• **Task objective**
Please give every entry again, exactly as it reads.

[Data provided Boundary: Start]

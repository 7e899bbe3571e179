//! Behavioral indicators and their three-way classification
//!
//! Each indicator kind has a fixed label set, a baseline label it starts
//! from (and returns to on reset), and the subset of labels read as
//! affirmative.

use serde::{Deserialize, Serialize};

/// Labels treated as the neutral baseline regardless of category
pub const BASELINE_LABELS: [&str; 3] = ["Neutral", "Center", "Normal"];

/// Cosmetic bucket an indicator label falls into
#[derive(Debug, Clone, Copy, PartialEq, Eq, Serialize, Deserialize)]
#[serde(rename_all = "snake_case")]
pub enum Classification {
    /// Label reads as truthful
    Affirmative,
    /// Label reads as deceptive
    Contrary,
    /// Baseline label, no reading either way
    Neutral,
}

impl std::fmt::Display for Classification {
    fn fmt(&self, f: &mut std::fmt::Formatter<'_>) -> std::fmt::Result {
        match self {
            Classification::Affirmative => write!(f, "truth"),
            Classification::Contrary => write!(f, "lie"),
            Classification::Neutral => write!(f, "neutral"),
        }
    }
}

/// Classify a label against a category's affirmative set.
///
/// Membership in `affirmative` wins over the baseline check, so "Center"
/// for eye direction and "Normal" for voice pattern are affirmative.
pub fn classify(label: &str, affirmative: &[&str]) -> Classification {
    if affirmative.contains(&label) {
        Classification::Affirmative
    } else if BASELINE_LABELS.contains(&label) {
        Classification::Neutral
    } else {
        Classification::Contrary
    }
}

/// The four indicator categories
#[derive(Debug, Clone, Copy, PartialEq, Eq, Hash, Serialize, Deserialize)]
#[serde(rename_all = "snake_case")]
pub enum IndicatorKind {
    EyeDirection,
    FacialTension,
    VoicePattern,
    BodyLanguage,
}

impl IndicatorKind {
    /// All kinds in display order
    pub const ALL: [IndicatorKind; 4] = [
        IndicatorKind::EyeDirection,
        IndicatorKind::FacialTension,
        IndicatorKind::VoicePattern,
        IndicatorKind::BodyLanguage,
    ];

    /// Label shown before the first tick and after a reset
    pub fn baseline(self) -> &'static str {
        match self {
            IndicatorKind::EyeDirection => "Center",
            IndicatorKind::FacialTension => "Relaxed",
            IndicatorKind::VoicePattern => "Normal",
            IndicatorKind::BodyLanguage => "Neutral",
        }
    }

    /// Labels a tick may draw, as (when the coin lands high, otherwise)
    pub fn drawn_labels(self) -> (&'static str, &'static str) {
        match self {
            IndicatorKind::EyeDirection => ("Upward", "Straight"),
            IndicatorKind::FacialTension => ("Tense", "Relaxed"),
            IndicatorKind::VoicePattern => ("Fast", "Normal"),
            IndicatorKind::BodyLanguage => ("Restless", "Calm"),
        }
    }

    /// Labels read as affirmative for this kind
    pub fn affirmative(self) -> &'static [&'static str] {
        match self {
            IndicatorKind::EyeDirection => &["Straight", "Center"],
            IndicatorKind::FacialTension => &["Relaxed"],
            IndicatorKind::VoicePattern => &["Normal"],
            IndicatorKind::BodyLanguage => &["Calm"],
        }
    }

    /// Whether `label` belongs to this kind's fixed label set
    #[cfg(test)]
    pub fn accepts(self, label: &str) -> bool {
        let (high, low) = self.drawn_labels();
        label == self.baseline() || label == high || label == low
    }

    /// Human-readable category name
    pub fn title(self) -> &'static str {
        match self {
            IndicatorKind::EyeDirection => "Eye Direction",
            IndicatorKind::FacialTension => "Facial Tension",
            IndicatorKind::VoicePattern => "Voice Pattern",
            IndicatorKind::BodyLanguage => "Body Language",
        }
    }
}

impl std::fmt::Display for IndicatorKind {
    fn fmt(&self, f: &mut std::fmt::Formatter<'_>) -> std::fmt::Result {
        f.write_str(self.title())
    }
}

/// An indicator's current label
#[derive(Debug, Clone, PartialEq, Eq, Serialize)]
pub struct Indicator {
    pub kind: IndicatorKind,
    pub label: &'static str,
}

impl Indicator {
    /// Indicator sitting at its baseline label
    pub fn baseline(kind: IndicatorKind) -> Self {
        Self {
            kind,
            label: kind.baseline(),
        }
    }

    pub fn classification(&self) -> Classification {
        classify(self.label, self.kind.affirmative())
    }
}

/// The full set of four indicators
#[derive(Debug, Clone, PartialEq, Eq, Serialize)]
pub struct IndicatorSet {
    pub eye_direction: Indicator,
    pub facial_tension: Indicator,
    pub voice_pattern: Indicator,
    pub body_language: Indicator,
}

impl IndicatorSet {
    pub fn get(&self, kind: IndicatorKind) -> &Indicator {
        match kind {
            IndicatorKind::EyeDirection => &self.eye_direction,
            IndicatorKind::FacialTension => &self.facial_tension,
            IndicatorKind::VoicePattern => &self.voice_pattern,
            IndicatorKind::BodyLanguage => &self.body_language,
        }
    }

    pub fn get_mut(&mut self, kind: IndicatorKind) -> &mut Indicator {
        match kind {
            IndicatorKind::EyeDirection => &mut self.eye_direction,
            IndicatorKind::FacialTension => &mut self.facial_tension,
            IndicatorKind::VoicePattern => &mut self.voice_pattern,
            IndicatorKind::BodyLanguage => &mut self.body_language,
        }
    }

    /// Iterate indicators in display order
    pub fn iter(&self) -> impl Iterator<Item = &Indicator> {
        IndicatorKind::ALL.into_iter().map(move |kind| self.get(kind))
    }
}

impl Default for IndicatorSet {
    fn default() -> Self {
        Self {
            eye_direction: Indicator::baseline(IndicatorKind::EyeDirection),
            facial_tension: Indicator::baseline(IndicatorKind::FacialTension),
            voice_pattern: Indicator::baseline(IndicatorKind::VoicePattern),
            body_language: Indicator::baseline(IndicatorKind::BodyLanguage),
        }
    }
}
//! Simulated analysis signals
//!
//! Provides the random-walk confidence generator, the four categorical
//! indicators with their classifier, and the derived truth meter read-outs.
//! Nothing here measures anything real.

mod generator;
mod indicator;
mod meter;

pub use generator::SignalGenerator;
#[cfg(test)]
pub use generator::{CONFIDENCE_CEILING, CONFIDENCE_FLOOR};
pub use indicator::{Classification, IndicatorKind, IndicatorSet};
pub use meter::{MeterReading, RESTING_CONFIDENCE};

[Data provided Boundary: End]

• **Solution below**
repository 7e899bbe3571e179
//! Behavioral indicators and their three-way classification
//!
//! Each indicator kind has a fixed label set, a baseline label it starts
//! from (and returns to on reset), and the subset of labels read as
//! affirmative.

use serde::{Deserialize, Serialize};

/// Labels treated as the neutral baseline regardless of category
pub const BASELINE_LABELS: [&str; 3] = ["Neutral", "Center", "Normal"];

/// Cosmetic bucket an indicator label falls into
#[derive(Debug, Clone, Copy, PartialEq, Eq, Serialize, Deserialize)]
#[serde(rename_all = "snake_case")]
pub enum Classification {
    /// Label reads as truthful
    Affirmative,
    /// Label reads as deceptive
    Contrary,
    /// Baseline label, no reading either way
    Neutral,
}

impl std::fmt::Display for Classification {
    fn fmt(&self, f: &mut std::fmt::Formatter<'_>) -> std::fmt::Result {
        match self {
            Classification::Affirmative => write!(f, "truth"),
            Classification::Contrary => write!(f, "lie"),
            Classification::Neutral => write!(f, "neutral"),
        }
    }
}

/// Classify a label against a category's affirmative set.
///
/// Membership in `affirmative` wins over the baseline check, so "Center"
/// for eye direction and "Normal" for voice pattern are affirmative.
pub fn classify(label: &str, affirmative: &[&str]) -> Classification {
    if affirmative.contains(&label) {
        Classification::Affirmative
    } else if BASELINE_LABELS.contains(&label) {
        Classification::Neutral
    } else {
        Classification::Contrary
    }
}

/// The four indicator categories
#[derive(Debug, Clone, Copy, PartialEq, Eq, Hash, Serialize, Deserialize)]
#[serde(rename_all = "snake_case")]
pub enum IndicatorKind {
    EyeDirection,
    FacialTension,
    VoicePattern,
    BodyLanguage,
}

impl IndicatorKind {
    /// All kinds in display order
    pub const ALL: [IndicatorKind; 4] = [
        IndicatorKind::EyeDirection,
        IndicatorKind::FacialTension,
        IndicatorKind::VoicePattern,
        IndicatorKind::BodyLanguage,
    ];

    /// Label shown before the first tick and after a reset
    pub fn baseline(self) -> &'static str {
        match self {
            IndicatorKind::EyeDirection => "Center",
            IndicatorKind::FacialTension => "Relaxed",
            IndicatorKind::VoicePattern => "Normal",
            IndicatorKind::BodyLanguage => "Neutral",
        }
    }

    /// Labels a tick may draw, as (when the coin lands high, otherwise)
    pub fn drawn_labels(self) -> (&'static str, &'static str) {
        match self {
            IndicatorKind::EyeDirection => ("Upward", "Straight"),
            IndicatorKind::FacialTension => ("Tense", "Relaxed"),
            IndicatorKind::VoicePattern => ("Fast", "Normal"),
            IndicatorKind::BodyLanguage => ("Restless", "Calm"),
        }
    }

    /// Labels read as affirmative for this kind
    pub fn affirmative(self) -> &'static [&'static str] {
        match self {
            IndicatorKind::EyeDirection => &["Straight", "Center"],
            IndicatorKind::FacialTension => &["Relaxed"],
            IndicatorKind::VoicePattern => &["Normal"],
            IndicatorKind::BodyLanguage => &["Calm"],
        }
    }

    /// Whether `label` belongs to this kind's fixed label set
    #[cfg(test)]
    pub fn accepts(self, label: &str) -> bool {
        let (high, low) = self.drawn_labels();
        label == self.baseline() || label == high || label == low
    }

    /// Human-readable category name
    pub fn title(self) -> &'static str {
        match self {
            IndicatorKind::EyeDirection => "Eye Direction",
            IndicatorKind::FacialTension => "Facial Tension",
            IndicatorKind::VoicePattern => "Voice Pattern",
            IndicatorKind::BodyLanguage => "Body Language",
        }
    }
}

impl std::fmt::Display for IndicatorKind {
    fn fmt(&self, f: &mut std::fmt::Formatter<'_>) -> std::fmt::Result {
        f.write_str(self.title())
    }
}

/// An indicator's current label
#[derive(Debug, Clone, PartialEq, Eq, Serialize)]
pub struct Indicator {
    pub kind: IndicatorKind,
    pub label: &'static str,
}

impl Indicator {
    /// Indicator sitting at its baseline label
    pub fn baseline(kind: IndicatorKind) -> Self {
        Self {
            kind,
            label: kind.baseline(),
        }
    }

    pub fn classification(&self) -> Classification {
        classify(self.label, self.kind.affirmative())
    }
}

/// The full set of four indicators
#[derive(Debug, Clone, PartialEq, Eq, Serialize)]
pub struct IndicatorSet {
    pub eye_direction: Indicator,
    pub facial_tension: Indicator,
    pub voice_pattern: Indicator,
    pub body_language: Indicator,
}

impl IndicatorSet {
    pub fn get(&self, kind: IndicatorKind) -> &Indicator {
        match kind {
            IndicatorKind::EyeDirection => &self.eye_direction,
            IndicatorKind::FacialTension => &self.facial_tension,
            IndicatorKind::VoicePattern => &self.voice_pattern,
            IndicatorKind::BodyLanguage => &self.body_language,
        }
    }

    pub fn get_mut(&mut self, kind: IndicatorKind) -> &mut Indicator {
        match kind {
            IndicatorKind::EyeDirection => &mut self.eye_direction,
            IndicatorKind::FacialTension => &mut self.facial_tension,
            IndicatorKind::VoicePattern => &mut self.voice_pattern,
            IndicatorKind::BodyLanguage => &mut self.body_language,
        }
    }

    /// Iterate indicators in display order
    pub fn iter(&self) -> impl Iterator<Item = &Indicator> {
        IndicatorKind::ALL.into_iter().map(move |kind| self.get(kind))
    }
}

impl Default for IndicatorSet {
    fn default() -> Self {
        Self {
            eye_direction: Indicator::baseline(IndicatorKind::EyeDirection),
            facial_tension: Indicator::baseline(IndicatorKind::FacialTension),
            voice_pattern: Indicator::baseline(IndicatorKind::VoicePattern),
            body_language: Indicator::baseline(IndicatorKind::BodyLanguage),
        }
    }
}
//! Simulated analysis signals
//!
//! Provides the random-walk confidence generator, the four categorical
//! indicators with their classifier, and the derived truth meter read-outs.
//! Nothing here measures anything real.

mod generator;
mod indicator;
mod meter;

pub use generator::SignalGenerator;
#[cfg(test)]
pub use generator::{CONFIDENCE_CEILING, CONFIDENCE_FLOOR};
pub use indicator::{Classification, IndicatorKind, IndicatorSet};
pub use meter::{MeterReading, RESTING_CONFIDENCE};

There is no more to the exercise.